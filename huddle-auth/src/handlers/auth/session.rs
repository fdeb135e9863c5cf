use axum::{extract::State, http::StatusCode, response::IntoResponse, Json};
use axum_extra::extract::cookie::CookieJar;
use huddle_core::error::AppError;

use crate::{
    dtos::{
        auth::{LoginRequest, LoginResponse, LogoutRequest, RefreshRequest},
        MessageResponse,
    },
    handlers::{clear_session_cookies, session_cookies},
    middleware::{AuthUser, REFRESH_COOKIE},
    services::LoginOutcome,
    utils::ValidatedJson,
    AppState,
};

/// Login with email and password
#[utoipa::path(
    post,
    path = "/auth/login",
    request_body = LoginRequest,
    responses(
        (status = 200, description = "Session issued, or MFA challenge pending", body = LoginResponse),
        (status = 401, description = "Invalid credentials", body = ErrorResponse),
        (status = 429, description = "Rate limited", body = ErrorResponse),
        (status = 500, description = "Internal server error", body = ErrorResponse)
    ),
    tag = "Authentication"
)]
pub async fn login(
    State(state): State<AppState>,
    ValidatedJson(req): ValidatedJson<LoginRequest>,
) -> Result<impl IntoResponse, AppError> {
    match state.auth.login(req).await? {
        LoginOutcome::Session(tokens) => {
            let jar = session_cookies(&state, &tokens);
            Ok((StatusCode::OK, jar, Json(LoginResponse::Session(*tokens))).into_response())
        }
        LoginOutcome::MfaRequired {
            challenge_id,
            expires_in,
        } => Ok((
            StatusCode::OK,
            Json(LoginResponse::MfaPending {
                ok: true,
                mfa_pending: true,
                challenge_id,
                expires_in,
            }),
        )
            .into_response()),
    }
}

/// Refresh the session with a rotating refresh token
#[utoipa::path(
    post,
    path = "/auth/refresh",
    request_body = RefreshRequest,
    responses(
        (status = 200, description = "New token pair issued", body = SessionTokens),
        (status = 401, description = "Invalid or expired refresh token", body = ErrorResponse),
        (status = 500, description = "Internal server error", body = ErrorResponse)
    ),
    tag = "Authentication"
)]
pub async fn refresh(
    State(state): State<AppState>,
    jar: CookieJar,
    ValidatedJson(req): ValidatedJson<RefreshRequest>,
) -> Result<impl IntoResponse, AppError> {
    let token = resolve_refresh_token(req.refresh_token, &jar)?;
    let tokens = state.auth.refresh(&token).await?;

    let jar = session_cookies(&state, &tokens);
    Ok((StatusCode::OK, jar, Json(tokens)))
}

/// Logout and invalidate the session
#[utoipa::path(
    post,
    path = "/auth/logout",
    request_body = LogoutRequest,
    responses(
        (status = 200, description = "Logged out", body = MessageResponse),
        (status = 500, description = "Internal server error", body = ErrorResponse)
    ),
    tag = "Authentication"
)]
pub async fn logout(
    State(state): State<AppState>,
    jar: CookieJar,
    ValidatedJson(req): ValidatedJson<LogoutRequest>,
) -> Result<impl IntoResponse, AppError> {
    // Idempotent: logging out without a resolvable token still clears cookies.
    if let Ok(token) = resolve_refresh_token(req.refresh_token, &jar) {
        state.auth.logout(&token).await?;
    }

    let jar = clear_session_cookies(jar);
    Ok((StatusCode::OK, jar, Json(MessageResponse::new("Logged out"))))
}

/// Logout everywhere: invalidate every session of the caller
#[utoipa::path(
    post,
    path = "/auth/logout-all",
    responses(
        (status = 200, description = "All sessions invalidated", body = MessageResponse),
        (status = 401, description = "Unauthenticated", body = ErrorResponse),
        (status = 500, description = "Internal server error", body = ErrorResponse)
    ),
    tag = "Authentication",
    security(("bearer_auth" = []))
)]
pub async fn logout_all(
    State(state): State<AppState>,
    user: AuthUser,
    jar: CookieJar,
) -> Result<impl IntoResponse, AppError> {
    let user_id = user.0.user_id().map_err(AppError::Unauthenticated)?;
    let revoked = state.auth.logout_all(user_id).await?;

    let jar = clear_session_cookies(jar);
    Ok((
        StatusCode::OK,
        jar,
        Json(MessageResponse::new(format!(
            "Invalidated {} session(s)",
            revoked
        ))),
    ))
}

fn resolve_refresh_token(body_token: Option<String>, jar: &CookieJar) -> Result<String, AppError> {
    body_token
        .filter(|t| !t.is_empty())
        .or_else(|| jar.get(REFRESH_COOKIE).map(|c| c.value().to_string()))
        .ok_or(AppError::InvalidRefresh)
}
⁂
Where the line with "rotating refresh token" ends, your copy should end too; please return exactly the lines from the first line of the data through it.

- [Result of the task]:
filename huddle-auth/src/handlers/auth/session.rs
repository fdeb135e9863c5cf
use axum::{extract::State, http::StatusCode, response::IntoResponse, Json};
use axum_extra::extract::cookie::CookieJar;
use huddle_core::error::AppError;

use crate::{
    dtos::{
        auth::{LoginRequest, LoginResponse, LogoutRequest, RefreshRequest},
        MessageResponse,
    },
    handlers::{clear_session_cookies, session_cookies},
    middleware::{AuthUser, REFRESH_COOKIE},
    services::LoginOutcome,
    utils::ValidatedJson,
    AppState,
};

/// Login with email and password
#[utoipa::path(
    post,
    path = "/auth/login",
    request_body = LoginRequest,
    responses(
        (status = 200, description = "Session issued, or MFA challenge pending", body = LoginResponse),
        (status = 401, description = "Invalid credentials", body = ErrorResponse),
        (status = 429, description = "Rate limited", body = ErrorResponse),
        (status = 500, description = "Internal server error", body = ErrorResponse)
    ),
    tag = "Authentication"
)]
pub async fn login(
    State(state): State<AppState>,
    ValidatedJson(req): ValidatedJson<LoginRequest>,
) -> Result<impl IntoResponse, AppError> {
    match state.auth.login(req).await? {
        LoginOutcome::Session(tokens) => {
            let jar = session_cookies(&state, &tokens);
            Ok((StatusCode::OK, jar, Json(LoginResponse::Session(*tokens))).into_response())
        }
        LoginOutcome::MfaRequired {
            challenge_id,
            expires_in,
        } => Ok((
            StatusCode::OK,
            Json(LoginResponse::MfaPending {
                ok: true,
                mfa_pending: true,
                challenge_id,
                expires_in,
            }),
        )
            .into_response()),
    }
}

/// Refresh the session with a rotating refresh token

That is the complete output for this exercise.